Revoking + re-inviting the same person on a new invitation produces a fresh slice — the old slice's memory does not transfer. This is by design: a fresh invitation is a fresh relationship.
Visitor Identity
When a visitor is authenticated, your public agent knows their name and contact details — it reads them from the visitor's :Person node, which is linked to their grant. It can personalise responses ("Welcome back, Sarah") without needing to ask.
Action Approval
External-facing actions — sending emails, WhatsApp messages, Telegram messages, and erasing contacts — require your approval before Maxy executes them. This is human oversight as required by the EU AI Act.
When Maxy needs to send a message or perform a consequential action, it drafts the action and queues it for your review. You'll see it in your next chat turn:
- "Approve it" — Maxy executes the action immediately
- "Reject it" — the action is cancelled
- "Change the subject to X" — Maxy modifies the action and executes the edited version
Internal operations (creating tasks, updating contacts, searching memory) execute automatically without approval.
Changing the Policy
Tell Maxy to change which actions require approval:
- "Auto-send follow-up emails from now on" — emails execute without approval
- "Require approval for all WhatsApp messages" — restores the default gating
- "What actions currently require my approval?" — lists the current policy
Changes are per-account and take effect immediately.

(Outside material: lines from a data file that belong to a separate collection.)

//! Error types module
//!
//! One `thiserror` enum per pipeline stage. Stage errors never unwind into
//! the per-package loop: the pipeline converts each into a
//! [`StageOutcome`](crate::models::StageOutcome) and keeps going, except for
//! [`ValidationError`] and [`ScanError`], which end processing of a package.

use std::io;
use std::path::PathBuf;

/// Validation Gate failures. Terminal: the source file is deleted.
#[derive(Debug, thiserror::Error)]
pub enum ValidationError {
    #[error("AU name is not web-safe: {0}")]
    UnsafeName(String),

    #[error("Package size {size} bytes is outside 0 < size < {max}")]
    InvalidSize { size: u64, max: u64 },

    #[error("Cannot read package metadata: {0}")]
    Io(#[from] io::Error),
}

/// Malware Scan failures. Terminal: the tar and its sidecar report are deleted.
#[derive(Debug, thiserror::Error)]
pub enum ScanError {
    #[error("Malware detected: {0}")]
    Infected(String),

    #[error("Scanner exited with status {code:?}: {message}")]
    ToolFailed { code: Option<i32>, message: String },

    #[error("Scanner unavailable: {0}")]
    Unavailable(String),

    #[error("Scan report IO error: {0}")]
    Io(#[from] io::Error),
}

/// Archive extraction failures. Non-fatal: the pipeline continues with empty metadata.
#[derive(Debug, thiserror::Error)]
pub enum ExtractionError {
    #[error("Archive member not found: {0}")]
    MissingMember(String),

    #[error("Malformed archive: {0}")]
    Archive(String),

    #[error("Extraction IO error: {0}")]
    Io(#[from] io::Error),

    #[error("Extraction task failed: {0}")]
    Task(String),
}

/// Title registry failures. Non-fatal to the package loop.
#[derive(Debug, thiserror::Error)]
pub enum RegistryError {
    #[error("Registry IO error: {0}")]
    Io(#[from] io::Error),

    #[error("Registry XML error: {0}")]
    Xml(String),

    #[error("Registry has no AU group (found {found} top-level groups, need 2)")]
    MissingAuGroup { found: usize },

    #[error("Registry has no root element")]
    EmptyDocument,
}

/// Promotion into the staging root. Non-fatal; the AU stays in the upload tree.
#[derive(Debug, thiserror::Error)]
pub enum PromotionError {
    #[error("Destination already exists: {0}")]
    Collision(PathBuf),

    #[error("AU directory missing: {0}")]
    MissingSource(PathBuf),

    #[error("Promotion IO error: {0}")]
    Io(#[from] io::Error),
}

/// Format identification failures. Non-fatal; the AU proceeds without a report.
#[derive(Debug, thiserror::Error)]
pub enum FormatToolError {
    #[error("Failed to launch format tool: {0}")]
    Spawn(#[source] io::Error),

    #[error("Format tool exited with status {code:?}: {stderr}")]
    Failed { code: Option<i32>, stderr: String },

    #[error("Format tool produced no report at {0}")]
    MissingReport(PathBuf),
}

/// Notification failures. Always caught and logged.
#[derive(Debug, thiserror::Error)]
pub enum NotificationError {
    #[error("No contact address in bag metadata")]
    MissingRecipient,

    #[error("Invalid address {address}: {reason}")]
    InvalidAddress { address: String, reason: String },

    #[error("Failed to build message: {0}")]
    Build(String),

    #[error("SMTP transport error: {0}")]
    Transport(String),

    #[error("Notification IO error: {0}")]
    Io(#[from] io::Error),
}

/// CSV/HTML/format log sink failures.
#[derive(Debug, thiserror::Error)]
pub enum LogSinkError {
    #[error("Log IO error: {0}")]
    Io(#[from] io::Error),

    #[error("CSV error: {0}")]
    Csv(String),
}

/// Identifier submission job failures.
#[derive(Debug, thiserror::Error)]
pub enum SubmissionError {
    #[error("Failed to fetch registry from {source_location}: {message}")]
    Fetch {
        source_location: String,
        message: String,
    },

    #[error("Registry parse error: {0}")]
    Registry(#[from] RegistryError),

    #[error("HTTP request to {node} failed: {message}")]
    Http { node: String, message: String },

    #[error("Node {node} returned {status}: {body}")]
    Rejected {
        node: String,
        status: u16,
        body: String,
    },
}

#[cfg(test)]
mod tests {
    use super::*;

    #[test]
    fn messages_carry_context() {
        let err = ValidationError::InvalidSize { size: 0, max: 10 };
        assert_eq!(err.to_string(), "Package size 0 bytes is outside 0 < size < 10");

        let err = RegistryError::MissingAuGroup { found: 1 };
        assert!(err.to_string().contains("found 1"));

        let err = PromotionError::Collision(PathBuf::from("/staging/x"));
        assert_eq!(err.to_string(), "Destination already exists: /staging/x");
    }
}
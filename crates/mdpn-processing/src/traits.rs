//! Seams between the pipeline and the services that do the actual work.
//!
//! The pipeline only ever holds these as `Arc<dyn Trait>`; production
//! implementations live in `mdpn-services`, tests plug in fakes.

use std::path::{Path, PathBuf};

use async_trait::async_trait;

use mdpn_core::{
    FormatToolError, LogRecord, LogSinkError, NotificationError, PackageReport, PromotionError,
    RegistryEntry, RegistryError, ScanError,
};

/// Malware scanner.
#[async_trait]
pub trait VirusScanner: Send + Sync {
    /// Scan `path` and write the scanner's report to `report_path`.
    ///
    /// `Ok` means clean. The report is written whatever the verdict, so the
    /// caller owns its cleanup.
    async fn scan(&self, path: &Path, report_path: &Path) -> Result<(), ScanError>;
}

/// Format identification tool.
#[async_trait]
pub trait FormatIdentifier: Send + Sync {
    /// Characterize every file under `au_dir`, writing a CSV report to `report_path`.
    async fn identify(&self, au_dir: &Path, report_path: &Path) -> Result<(), FormatToolError>;
}

/// The title registry listing every AU the network should preserve.
#[async_trait]
pub trait TitleRegistry: Send + Sync {
    /// Append an entry. Implementations back up the current file first.
    async fn register(&self, entry: &RegistryEntry) -> Result<(), RegistryError>;

    /// Every AU entry currently in the registry, in document order.
    async fn entries(&self) -> Result<Vec<RegistryEntry>, RegistryError>;
}

/// Moves a finished AU directory into the staging root.
#[async_trait]
pub trait Promoter: Send + Sync {
    /// Returns the AU's new location.
    async fn promote(&self, au_dir: &Path) -> Result<PathBuf, PromotionError>;
}

/// Ingest log channels.
#[async_trait]
pub trait IngestLog: Send + Sync {
    /// Append one row to the machine-readable log.
    async fn append(&self, record: &LogRecord) -> Result<(), LogSinkError>;

    /// Regenerate the HTML digest from the full machine-readable log.
    async fn rebuild_digest(&self) -> Result<(), LogSinkError>;

    /// Merge an AU's format report into the running format log.
    async fn merge_format_report(
        &self,
        record: &LogRecord,
        report_path: &Path,
    ) -> Result<(), LogSinkError>;
}

/// Outbound notification for one processed package.
#[async_trait]
pub trait Notifier: Send + Sync {
    async fn notify(&self, report: &PackageReport) -> Result<(), NotificationError>;
}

Filesystem Access (SMB Share)
Brand isolation extends to the device filesystem. Every Maxy install provisions an SMB share scoped to that brand's install folder, credentialled by the brand's install owner and the Maxy PIN. A device that hosts more than one brand carries one share per brand; tearing one brand down never exposes another brand's files. See Samba Share for the credential model, per-OS mount syntax, and peer-brand lifecycle.